▸ **WHAT IS EXPECTED**:
The records need to be set down again exactly as they appear.
--- START ---
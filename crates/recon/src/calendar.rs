//! Working-day calendar.
//!
//! The built-in holiday table covers a single calendar year. Other years need
//! an explicit list (see `[calendar]` in the recon config); dates outside the
//! table are only checked for weekends.

use std::collections::BTreeMap;
use std::fmt;

use chrono::{Datelike, Duration, NaiveDate, Weekday};

/// Longest stretch searched for the next working day.
const MAX_SCAN_DAYS: i64 = 366;

/// Year covered by the built-in table.
pub const BUILTIN_HOLIDAY_YEAR: i32 = 2025;

/// Anything that can say whether a date is a non-working holiday.
pub trait HolidaySource {
    fn is_holiday(&self, date: NaiveDate) -> bool;

    /// Holiday name, when known.
    fn holiday_name(&self, _date: NaiveDate) -> Option<&str> {
        None
    }
}

/// A literal holiday table.
#[derive(Debug, Clone, Default, PartialEq)]
pub struct FixedHolidays {
    days: BTreeMap<NaiveDate, String>,
}

impl FixedHolidays {
    pub fn new() -> Self {
        Self::default()
    }

    pub fn with(mut self, date: NaiveDate, name: impl Into<String>) -> Self {
        self.days.insert(date, name.into());
        self
    }

    pub fn from_dates(dates: impl IntoIterator<Item = NaiveDate>) -> Self {
        Self {
            days: dates.into_iter().map(|d| (d, "Holiday".to_string())).collect(),
        }
    }

    /// Federal public-service holidays observed in 2025.
    pub fn builtin() -> Self {
        const TABLE: [(u32, u32, &str); 11] = [
            (1, 1, "New Year's Day"),
            (4, 18, "Good Friday"),
            (4, 21, "Easter Monday"),
            (5, 19, "Victoria Day"),
            (7, 1, "Canada Day"),
            (9, 1, "Labour Day"),
            (9, 30, "National Day for Truth and Reconciliation"),
            (10, 13, "Thanksgiving Day"),
            (11, 11, "Remembrance Day"),
            (12, 25, "Christmas Day"),
            (12, 26, "Boxing Day"),
        ];
        let mut table = Self::new();
        for (month, day, name) in TABLE {
            if let Some(date) = NaiveDate::from_ymd_opt(BUILTIN_HOLIDAY_YEAR, month, day) {
                table.days.insert(date, name.to_string());
            }
        }
        table
    }

    pub fn len(&self) -> usize {
        self.days.len()
    }

    pub fn is_empty(&self) -> bool {
        self.days.is_empty()
    }
}

impl HolidaySource for FixedHolidays {
    fn is_holiday(&self, date: NaiveDate) -> bool {
        self.days.contains_key(&date)
    }

    fn holiday_name(&self, date: NaiveDate) -> Option<&str> {
        self.days.get(&date).map(String::as_str)
    }
}

/// Weekends plus a holiday source.
pub struct BusinessCalendar {
    holidays: Box<dyn HolidaySource>,
}

impl fmt::Debug for BusinessCalendar {
    fn fmt(&self, f: &mut fmt::Formatter<'_>) -> fmt::Result {
        f.debug_struct("BusinessCalendar").finish_non_exhaustive()
    }
}

impl Default for BusinessCalendar {
    fn default() -> Self {
        Self::new(FixedHolidays::builtin())
    }
}

impl BusinessCalendar {
    pub fn new(holidays: impl HolidaySource + 'static) -> Self {
        Self {
            holidays: Box::new(holidays),
        }
    }

    pub fn is_business_day(&self, date: NaiveDate) -> bool {
        !matches!(date.weekday(), Weekday::Sat | Weekday::Sun) && !self.holidays.is_holiday(date)
    }

    pub fn holiday_name(&self, date: NaiveDate) -> Option<&str> {
        self.holidays.holiday_name(date)
    }

    /// First working day on or after `from`.
    pub fn next_business_day(&self, from: NaiveDate) -> Option<NaiveDate> {
        let mut day = from;
        for _ in 0..MAX_SCAN_DAYS {
            if self.is_business_day(day) {
                return Some(day);
            }
            day = day.checked_add_signed(Duration::days(1))?;
        }
        log::warn!("no working day within {MAX_SCAN_DAYS} days of {from}");
        None
    }
}

#[cfg(test)]
mod tests {
    use super::*;

    fn ymd(y: i32, m: u32, d: u32) -> NaiveDate {
        NaiveDate::from_ymd_opt(y, m, d).unwrap()
    }

    #[test]
    fn builtin_table_has_eleven_named_days() {
        let table = FixedHolidays::builtin();
        assert_eq!(table.len(), 11);
        assert_eq!(table.holiday_name(ymd(2025, 7, 1)), Some("Canada Day"));
    }

    #[test]
    fn weekends_and_holidays_are_not_business_days() {
        let cal = BusinessCalendar::default();
        assert!(cal.is_business_day(ymd(2025, 4, 28))); // Monday
        assert!(!cal.is_business_day(ymd(2025, 4, 26))); // Saturday
        assert!(!cal.is_business_day(ymd(2025, 4, 27))); // Sunday
        assert!(!cal.is_business_day(ymd(2025, 12, 25)));
        // Same date, different year: table is year-specific.
        assert!(cal.is_business_day(ymd(2026, 12, 25)));
    }

    #[test]
    fn next_business_day_skips_weekend_and_holiday() {
        let cal = BusinessCalendar::default();
        // Friday 2025-04-18 is Good Friday, Monday 04-21 Easter Monday.
        assert_eq!(cal.next_business_day(ymd(2025, 4, 18)), Some(ymd(2025, 4, 22)));
        assert_eq!(cal.next_business_day(ymd(2025, 4, 28)), Some(ymd(2025, 4, 28)));
    }

    #[test]
    fn custom_source_replaces_builtin() {
        let cal = BusinessCalendar::new(FixedHolidays::from_dates([ymd(2026, 1, 2)]));
        assert!(!cal.is_business_day(ymd(2026, 1, 2)));
        assert!(cal.is_business_day(ymd(2025, 12, 25)));
    }

    struct Always;
    impl HolidaySource for Always {
        fn is_holiday(&self, _date: NaiveDate) -> bool {
            true
        }
    }

    #[test]
    fn scan_is_bounded() {
        let cal = BusinessCalendar::new(Always);
        assert_eq!(cal.next_business_day(ymd(2025, 1, 1)), None);
    }
}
--- END ---
▸ **SOLUTION**:
filename crates/recon/src/calendar.rs
//! Working-day calendar.
//!
//! The built-in holiday table covers a single calendar year. Other years need
//! an explicit list (see `[calendar]` in the recon config); dates outside the
//! table are only checked for weekends.

use std::collections::BTreeMap;
use std::fmt;

use chrono::{Datelike, Duration, NaiveDate, Weekday};

/// Longest stretch searched for the next working day.
const MAX_SCAN_DAYS: i64 = 366;

/// Year covered by the built-in table.
pub const BUILTIN_HOLIDAY_YEAR: i32 = 2025;

/// Anything that can say whether a date is a non-working holiday.
pub trait HolidaySource {
    fn is_holiday(&self, date: NaiveDate) -> bool;

    /// Holiday name, when known.
    fn holiday_name(&self, _date: NaiveDate) -> Option<&str> {
        None
    }
}

/// A literal holiday table.
#[derive(Debug, Clone, Default, PartialEq)]
pub struct FixedHolidays {
    days: BTreeMap<NaiveDate, String>,
}

impl FixedHolidays {
    pub fn new() -> Self {
        Self::default()
    }

    pub fn with(mut self, date: NaiveDate, name: impl Into<String>) -> Self {
        self.days.insert(date, name.into());
        self
    }

    pub fn from_dates(dates: impl IntoIterator<Item = NaiveDate>) -> Self {
        Self {
            days: dates.into_iter().map(|d| (d, "Holiday".to_string())).collect(),
        }
    }

    /// Federal public-service holidays observed in 2025.
    pub fn builtin() -> Self {
        const TABLE: [(u32, u32, &str); 11] = [
            (1, 1, "New Year's Day"),
            (4, 18, "Good Friday"),
            (4, 21, "Easter Monday"),
            (5, 19, "Victoria Day"),
            (7, 1, "Canada Day"),
            (9, 1, "Labour Day"),
            (9, 30, "National Day for Truth and Reconciliation"),
            (10, 13, "Thanksgiving Day"),
            (11, 11, "Remembrance Day"),
            (12, 25, "Christmas Day"),
            (12, 26, "Boxing Day"),
        ];
        let mut table = Self::new();
        for (month, day, name) in TABLE {
            if let Some(date) = NaiveDate::from_ymd_opt(BUILTIN_HOLIDAY_YEAR, month, day) {
                table.days.insert(date, name.to_string());
            }
        }
        table
    }

    pub fn len(&self) -> usize {
        self.days.len()
    }

    pub fn is_empty(&self) -> bool {
        self.days.is_empty()
    }
}

impl HolidaySource for FixedHolidays {
    fn is_holiday(&self, date: NaiveDate) -> bool {
        self.days.contains_key(&date)
    }

    fn holiday_name(&self, date: NaiveDate) -> Option<&str> {
        self.days.get(&date).map(String::as_str)
    }
}

/// Weekends plus a holiday source.
pub struct BusinessCalendar {
    holidays: Box<dyn HolidaySource>,
}

impl fmt::Debug for BusinessCalendar {
    fn fmt(&self, f: &mut fmt::Formatter<'_>) -> fmt::Result {
        f.debug_struct("BusinessCalendar").finish_non_exhaustive()
    }
}

impl Default for BusinessCalendar {
    fn default() -> Self {
        Self::new(FixedHolidays::builtin())
    }
}

impl BusinessCalendar {
    pub fn new(holidays: impl HolidaySource + 'static) -> Self {
        Self {
            holidays: Box::new(holidays),
        }
    }

    pub fn is_business_day(&self, date: NaiveDate) -> bool {
        !matches!(date.weekday(), Weekday::Sat | Weekday::Sun) && !self.holidays.is_holiday(date)
    }

    pub fn holiday_name(&self, date: NaiveDate) -> Option<&str> {
        self.holidays.holiday_name(date)
    }

    /// First working day on or after `from`.
    pub fn next_business_day(&self, from: NaiveDate) -> Option<NaiveDate> {
        let mut day = from;
        for _ in 0..MAX_SCAN_DAYS {
            if self.is_business_day(day) {
                return Some(day);
            }
            day = day.checked_add_signed(Duration::days(1))?;
        }
        log::warn!("no working day within {MAX_SCAN_DAYS} days of {from}");
        None
    }
}

#[cfg(test)]
mod tests {
    use super::*;

    fn ymd(y: i32, m: u32, d: u32) -> NaiveDate {
        NaiveDate::from_ymd_opt(y, m, d).unwrap()
    }

    #[test]
    fn builtin_table_has_eleven_named_days() {
        let table = FixedHolidays::builtin();
        assert_eq!(table.len(), 11);
        assert_eq!(table.holiday_name(ymd(2025, 7, 1)), Some("Canada Day"));
    }

    #[test]
    fn weekends_and_holidays_are_not_business_days() {
        let cal = BusinessCalendar::default();
        assert!(cal.is_business_day(ymd(2025, 4, 28))); // Monday
        assert!(!cal.is_business_day(ymd(2025, 4, 26))); // Saturday
        assert!(!cal.is_business_day(ymd(2025, 4, 27))); // Sunday
        assert!(!cal.is_business_day(ymd(2025, 12, 25)));
        // Same date, different year: table is year-specific.
        assert!(cal.is_business_day(ymd(2026, 12, 25)));
    }

    #[test]
    fn next_business_day_skips_weekend_and_holiday() {
        let cal = BusinessCalendar::default();
        // Friday 2025-04-18 is Good Friday, Monday 04-21 Easter Monday.
        assert_eq!(cal.next_business_day(ymd(2025, 4, 18)), Some(ymd(2025, 4, 22)));
        assert_eq!(cal.next_business_day(ymd(2025, 4, 28)), Some(ymd(2025, 4, 28)));
    }

    #[test]
    fn custom_source_replaces_builtin() {
        let cal = BusinessCalendar::new(FixedHolidays::from_dates([ymd(2026, 1, 2)]));
        assert!(!cal.is_business_day(ymd(2026, 1, 2)));
        assert!(cal.is_business_day(ymd(2025, 12, 25)));
    }

    struct Always;
    impl HolidaySource for Always {
        fn is_holiday(&self, _date: NaiveDate) -> bool {
            true
        }
    }

    #[test]
    fn scan_is_bounded() {
        let cal = BusinessCalendar::new(Always);
        assert_eq!(cal.next_business_day(ymd(2025, 1, 1)), None);
    }
}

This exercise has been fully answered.